Don’t quit, you’ve got time!
by Michael Ray Baggett
Sometimes training along with the stresses of family and job take their toll on us. Recently, I’ve been so spread out with training, preaching, heading a committee, and doing special on the job training for other staff that I have become exhausted. However, I’ve already had a break from training and this is no time to quit! Maybe you feel the crunch of time or you just don’t feel up to doing an hours worth of training even three times a week. The following has helped get me back on course these days.
Twenty-minutes. We spend twenty-minutes in the shower or tub, waiting on a bus, eating a meal. The point is twenty-minutes is not much time. Yet, if we divide our training into twenty -minute sessions we can get a lot of training in during the week! When things start to look overwhelming “divide and conquer.”
The divide and conquer style training is not just another simple split-routine.

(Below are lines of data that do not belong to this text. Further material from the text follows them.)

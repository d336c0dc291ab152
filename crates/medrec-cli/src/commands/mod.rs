pub mod check;
pub mod operations;
pub mod visits;
//! ASEG-GDF2 Package Reader
//!
//! A Rust library for reading ASEG-GDF2 geophysical survey data packages:
//! a definition (`.dfn`) file describing record types, fields, format
//! codes, units and null sentinels, paired with a data (`.dat`) file of
//! fixed-width or whitespace-delimited records.
//!
//! This library provides tools for:
//! - Locating the `.dfn`/`.dat` pair from a base path or any package file
//! - Parsing the loose definition-file grammar into a record-type
//!   catalogue, with structured diagnostics instead of hard failures
//! - Expanding multi-valued fields onto their physical data columns
//! - Reading the data file in bulk, by column subset, or in bounded
//!   chunks, through in-memory or streaming engines built on polars
//! - Extracting typed per-field arrays with null sentinels applied
//!
//! ```no_run
//! # fn main() -> aseg_gdf2::Result<()> {
//! let gdf = aseg_gdf2::read("surveys/GA1286_Waveforms")?;
//! println!("{} records", gdf.nrecords()?);
//!
//! let table = gdf.data_selected(&["LINE", "CON"])?;
//! println!("{} columns read", table.width());
//! # Ok(())
//! # }
//! ```

pub mod columns;
pub mod dfn;
pub mod engine;
pub mod error;
pub mod format;
pub mod gdf;
pub mod locator;

// Re-export commonly used types
pub use columns::{ColumnDef, ColumnMapping, column_definitions};
pub use dfn::{
    DEFAULT_RECORD_TYPE, DfnDiagnostics, DfnParse, DfnParseOptions, DfnWarning, FieldDef,
    RecordType, RecordTypeCatalogue, WarningKind, parse_dfn, parse_dfn_str,
};
pub use engine::{
    ColumnReadSpec, DecodeMethod, EngineKind, MemoryEngine, ReadConfig, StreamingEngine,
    TableEngine,
};
pub use error::{GdfError, Result};
pub use format::{FieldKind, FormatCode, FormatCodeError};
pub use gdf::{CellValue, FieldData, Gdf2, OpenOptions, Row, read, read_with};
pub use locator::{GdfPackage, locate_package};
//! Tests for the definition-file line grammar.

use super::*;
use crate::dfn::catalogue::DEFAULT_RECORD_TYPE;
use crate::dfn::diagnostics::WarningKind;
use crate::format::FieldKind;

#[test]
fn test_parse_survey_definition() {
    let (catalogue, diagnostics) = parse_default(survey_dfn());

    assert!(diagnostics.is_clean());
    assert_eq!(catalogue.tags(), vec!["", "COMM"]);

    let record = catalogue.default_record_type().unwrap();
    assert_eq!(record.field_names(), vec!["LINE", "EASTING", "CON"]);
}

#[test]
fn test_field_attributes() {
    let (catalogue, _) = parse_default(survey_dfn());
    let record = catalogue.default_record_type().unwrap();

    let line = record.get_field("LINE").unwrap();
    assert_eq!(line.format, "I6");
    assert_eq!(line.repeat, 1);
    assert_eq!(line.width, Some(6));
    assert_eq!(line.kind, Some(FieldKind::Integer));

    let easting = record.get_field("EASTING").unwrap();
    assert_eq!(easting.kind, Some(FieldKind::Real));
    assert_eq!(easting.unit.as_deref(), Some("m"));
    assert_eq!(easting.long_name.as_deref(), Some("Easting"));
    assert!(easting.null_value.is_none());

    let con = record.get_field("CON").unwrap();
    assert_eq!(con.repeat, 30);
    assert_eq!(con.width, Some(10));
    assert_eq!(con.null_value.as_deref(), Some("-99.9"));
}

#[test]
fn test_rt_field_sets_record_format() {
    let (catalogue, _) = parse_default(survey_dfn());
    let comm = catalogue.get("COMM").unwrap();
    assert_eq!(comm.format.as_deref(), Some("A4"));
    assert_eq!(comm.field_names(), vec!["RT", "COMMENTS"]);
}

#[test]
fn test_data_tag_folds_onto_default() {
    // an explicit RT=DATA line and an untagged continuation line both
    // land on the empty tag
    let contents = "DEFN 1 ST=RECD,RT=DATA;LINE:I6\n\
                    DEFN 2 ST=RECD;FID:F10.1\n";
    let (catalogue, _) = parse_default(contents);

    assert_eq!(catalogue.len(), 1);
    let record = catalogue.get(DEFAULT_RECORD_TYPE).unwrap();
    assert_eq!(record.field_names(), vec!["LINE", "FID"]);
}

#[test]
fn test_data_tag_kept_when_folding_disabled() {
    let contents = "DEFN 1 ST=RECD,RT=DATA;LINE:I6\n";
    let options = DfnParseOptions {
        fold_data_tag: false,
    };
    let (catalogue, _) = parse_dfn_str(contents, &options);

    assert!(catalogue.get("DATA").is_some());
    assert!(catalogue.default_record_type().is_none());
}

#[test]
fn test_non_defn_line_warns_and_continues() {
    let contents = "this is not a definition line\n\
                    DEFN 1 ST=RECD,RT=;LINE:I6\n";
    let (catalogue, diagnostics) = parse_default(contents);

    assert_eq!(diagnostics.of_kind(WarningKind::NotDefn).count(), 1);
    let warning = diagnostics.of_kind(WarningKind::NotDefn).next().unwrap();
    assert_eq!(warning.line, Some(1));
    assert_eq!(
        catalogue.default_record_type().unwrap().field_names(),
        vec!["LINE"]
    );
}

#[test]
fn test_declaration_line_registers_empty_record_type() {
    let contents = "DEFN 1 ST=RECD,RT=PROJ\n";
    let (catalogue, diagnostics) = parse_default(contents);

    assert!(diagnostics.is_clean());
    let record = catalogue.get("PROJ").unwrap();
    assert!(record.fields.is_empty());
}

#[test]
fn test_declaration_line_never_overwrites() {
    let contents = "DEFN 1 ST=RECD,RT=PROJ;NAME:A32\n\
                    DEFN 2 ST=RECD,RT=PROJ\n";
    let (catalogue, _) = parse_default(contents);
    assert_eq!(catalogue.get("PROJ").unwrap().field_names(), vec!["NAME"]);
}

#[test]
fn test_end_defn_is_not_a_field() {
    let (catalogue, _) = parse_default(survey_dfn());
    let record = catalogue.default_record_type().unwrap();
    assert!(record.fields.iter().all(|f| f.name != END_DEFN_NAME));
}

const END_DEFN_NAME: &str = "END DEFN";

#[test]
fn test_bad_format_code_degrades() {
    let contents = "DEFN 1 ST=RECD,RT=;LINE:I6;BROKEN:???\n";
    let (catalogue, diagnostics) = parse_default(contents);

    assert_eq!(diagnostics.of_kind(WarningKind::BadFormatCode).count(), 1);

    // the field is kept, width and kind unset
    let record = catalogue.default_record_type().unwrap();
    let broken = record.get_field("BROKEN").unwrap();
    assert_eq!(broken.format, "???");
    assert!(broken.width.is_none());
    assert!(broken.kind.is_none());
    assert_eq!(broken.repeat, 1);
}

#[test]
fn test_clause_without_format_code_degrades() {
    let contents = "DEFN 1 ST=RECD,RT=;LINE:I6;NAKED\n";
    let (catalogue, diagnostics) = parse_default(contents);

    assert_eq!(diagnostics.of_kind(WarningKind::MissingFormatCode).count(), 1);
    let record = catalogue.default_record_type().unwrap();
    assert!(record.get_field("NAKED").is_some());
}

#[test]
fn test_comment_keeps_last_unmatched_chunk() {
    let contents = "DEFN 1 ST=RECD,RT=;DEPTH:F8.2:first note, UNIT=m, second note\n";
    let (catalogue, _) = parse_default(contents);
    let field = catalogue
        .default_record_type()
        .unwrap()
        .get_field("DEPTH")
        .unwrap();
    assert_eq!(field.unit.as_deref(), Some("m"));
    assert_eq!(field.comment.as_deref(), Some("second note"));
}

#[test]
fn test_duplicate_names_raise_a_warning() {
    let contents = "DEFN 1 ST=RECD,RT=;LINE:I6;LINE:I6\n";
    let (_, diagnostics) = parse_default(contents);
    assert_eq!(
        diagnostics.of_kind(WarningKind::DuplicateFieldNames).count(),
        1
    );
}
//! Format-code interpretation for definition-file fields.
//!
//! GDF2 format codes are compact Fortran-style tokens such as `30F10.5`,
//! `I6` or `A76`: an optional repeat count, a format letter, the width in
//! characters of one value, and an optional precision tail. The letter
//! decides the data kind a column is read as.

use std::sync::LazyLock;

use polars::prelude::DataType;
use regex::Regex;
use serde::{Deserialize, Serialize};
use thiserror::Error;

/// `[count]letter width[.precision]`, anchored at the start of the token.
static FORMAT_CODE: LazyLock<Regex> =
    LazyLock::new(|| Regex::new(r"^([0-9]*)([A-Za-z])([0-9]+)").expect("format code pattern"));

/// Data kind inferred from a format-code letter.
#[derive(Debug, Clone, Copy, PartialEq, Eq, Hash, Serialize, Deserialize)]
pub enum FieldKind {
    Text,
    Integer,
    Real,
}

/// Format letters with a non-text interpretation. Teaching the interpreter
/// a new letter means adding a row here; call sites only see [`FieldKind`].
const KIND_LETTERS: &[(char, FieldKind)] = &[
    ('f', FieldKind::Real),
    ('e', FieldKind::Real),
    ('d', FieldKind::Real),
    ('g', FieldKind::Real),
    ('i', FieldKind::Integer),
];

impl FieldKind {
    /// Classify a format letter. Letters absent from the table are text.
    pub fn from_letter(letter: char) -> Self {
        let letter = letter.to_ascii_lowercase();
        KIND_LETTERS
            .iter()
            .find(|(l, _)| *l == letter)
            .map(|(_, kind)| *kind)
            .unwrap_or(FieldKind::Text)
    }

    /// Polars dtype used when reading columns of this kind.
    pub fn dtype(&self) -> DataType {
        match self {
            FieldKind::Text => DataType::String,
            FieldKind::Integer => DataType::Int64,
            FieldKind::Real => DataType::Float64,
        }
    }
}

/// A format token with no recognizable `letter width` part.
#[derive(Error, Debug, Clone, PartialEq, Eq)]
#[error("no field width found in format code {0:?}")]
pub struct FormatCodeError(pub String);

/// A parsed format code.
#[derive(Debug, Clone, PartialEq, Serialize, Deserialize)]
pub struct FormatCode {
    /// The token as written in the definition file.
    pub raw: String,
    /// Physical values per record; at least 1.
    pub repeat: usize,
    /// Format letter, as written.
    pub letter: char,
    /// Characters per physical value.
    pub width: u32,
    /// Anything after the width, e.g. `.5` in `F10.5`.
    pub tail: String,
}

impl FormatCode {
    /// Parse a format token.
    ///
    /// A missing or non-numeric repeat prefix defaults to 1; a literal `0`
    /// is clamped to 1. Failure to find a `letter width` part at all is a
    /// schema-integrity problem for the caller to report.
    pub fn parse(token: &str) -> Result<Self, FormatCodeError> {
        let token = token.trim();
        let caps = FORMAT_CODE
            .captures(token)
            .ok_or_else(|| FormatCodeError(token.to_string()))?;
        let repeat = caps[1].parse::<usize>().unwrap_or(1).max(1);
        let letter = caps[2]
            .chars()
            .next()
            .ok_or_else(|| FormatCodeError(token.to_string()))?;
        let width = caps[3]
            .parse::<u32>()
            .map_err(|_| FormatCodeError(token.to_string()))?;
        let end = caps.get(3).map(|m| m.end()).unwrap_or(token.len());
        Ok(Self {
            raw: token.to_string(),
            repeat,
            letter,
            width,
            tail: token[end..].to_string(),
        })
    }

    /// Data kind this code's letter maps to.
    pub fn kind(&self) -> FieldKind {
        FieldKind::from_letter(self.letter)
    }

    /// The code for a single value, with the repeat prefix stripped
    /// (`30F10.5` becomes `F10.5`).
    pub fn column_format(&self) -> String {
        format!("{}{}{}", self.letter, self.width, self.tail)
    }
}

#[cfg(test)]
mod tests {
    use super::*;

    #[test]
    fn test_parse_repeated_real() {
        let code = FormatCode::parse("30F10.5").unwrap();
        assert_eq!(code.repeat, 30);
        assert_eq!(code.letter, 'F');
        assert_eq!(code.width, 10);
        assert_eq!(code.tail, ".5");
        assert_eq!(code.kind(), FieldKind::Real);
    }

    #[test]
    fn test_parse_integer_defaults_repeat() {
        let code = FormatCode::parse("I6").unwrap();
        assert_eq!(code.repeat, 1);
        assert_eq!(code.width, 6);
        assert_eq!(code.kind(), FieldKind::Integer);
    }

    #[test]
    fn test_parse_text() {
        let code = FormatCode::parse("A76").unwrap();
        assert_eq!(code.kind(), FieldKind::Text);
        assert_eq!(code.width, 76);
    }

    #[test]
    fn test_parse_lowercase_letter() {
        let code = FormatCode::parse("f12.2").unwrap();
        assert_eq!(code.kind(), FieldKind::Real);
    }

    #[test]
    fn test_parse_zero_repeat_clamped() {
        let code = FormatCode::parse("0F10.5").unwrap();
        assert_eq!(code.repeat, 1);
    }

    #[test]
    fn test_parse_rejects_missing_width() {
        assert!(FormatCode::parse("F").is_err());
        assert!(FormatCode::parse("").is_err());
        assert!(FormatCode::parse("10.5").is_err());
    }

    #[test]
    fn test_column_format_strips_repeat() {
        let code = FormatCode::parse("30F10.5").unwrap();
        assert_eq!(code.column_format(), "F10.5");
        let code = FormatCode::parse("I6").unwrap();
        assert_eq!(code.column_format(), "I6");
    }

    #[test]
    fn test_kind_dtypes() {
        assert_eq!(FieldKind::Real.dtype(), DataType::Float64);
        assert_eq!(FieldKind::Integer.dtype(), DataType::Int64);
        assert_eq!(FieldKind::Text.dtype(), DataType::String);
    }
}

It involves a split-routine, taking each set to failure because it is low sets, and the training involves intense sessions of only twenty-minutes. This is a great plan if you feel like you’re going to pass out at the 40 minute mark of your regular routine. It could be just the thing to get you through the hard times or it could be just the
thing!
I’m using the following split: session one: legs, calves, low-back; session two: lats and bi’s; session three: chest, delts and tri’s. I start the clock with the very first set so I spend a little time before I train arranging weights and setting up to train the body parts. I don’t have time to waste when I’m limiting the session to twenty-minutes. The first body part in the split gets most of the work. You can arrange the body parts to your liking. I do abs and stretching at other times, namely, when I’m watching T.V.! You see, when you divide and conquer you find you can do more sessions and it’s fun because you know in the back of your mind, “hey, this is only twenty-minutes.” You can use these splits the way that works best for you. Afterall, you know your body better than anyone else. I am training session one in the morning, session two in the late afternoon, and session three some time the next day. I take a whole day off, then repeat the process. This may prove to be too much over time. You might want to do this routine in a three-day-on-one-day-off style.
If you are the super hardgainer, you might do it M-W-F style and do abs and stretching and aerobics (if you need them) on the days off.
Anyway, it’s not a perfect routine but it might can be tweeked to the point you find yourself not only enjoying your training more with less exhaustion, but may actually be training more than you did before because now you don’t think in a negative way about the time involved!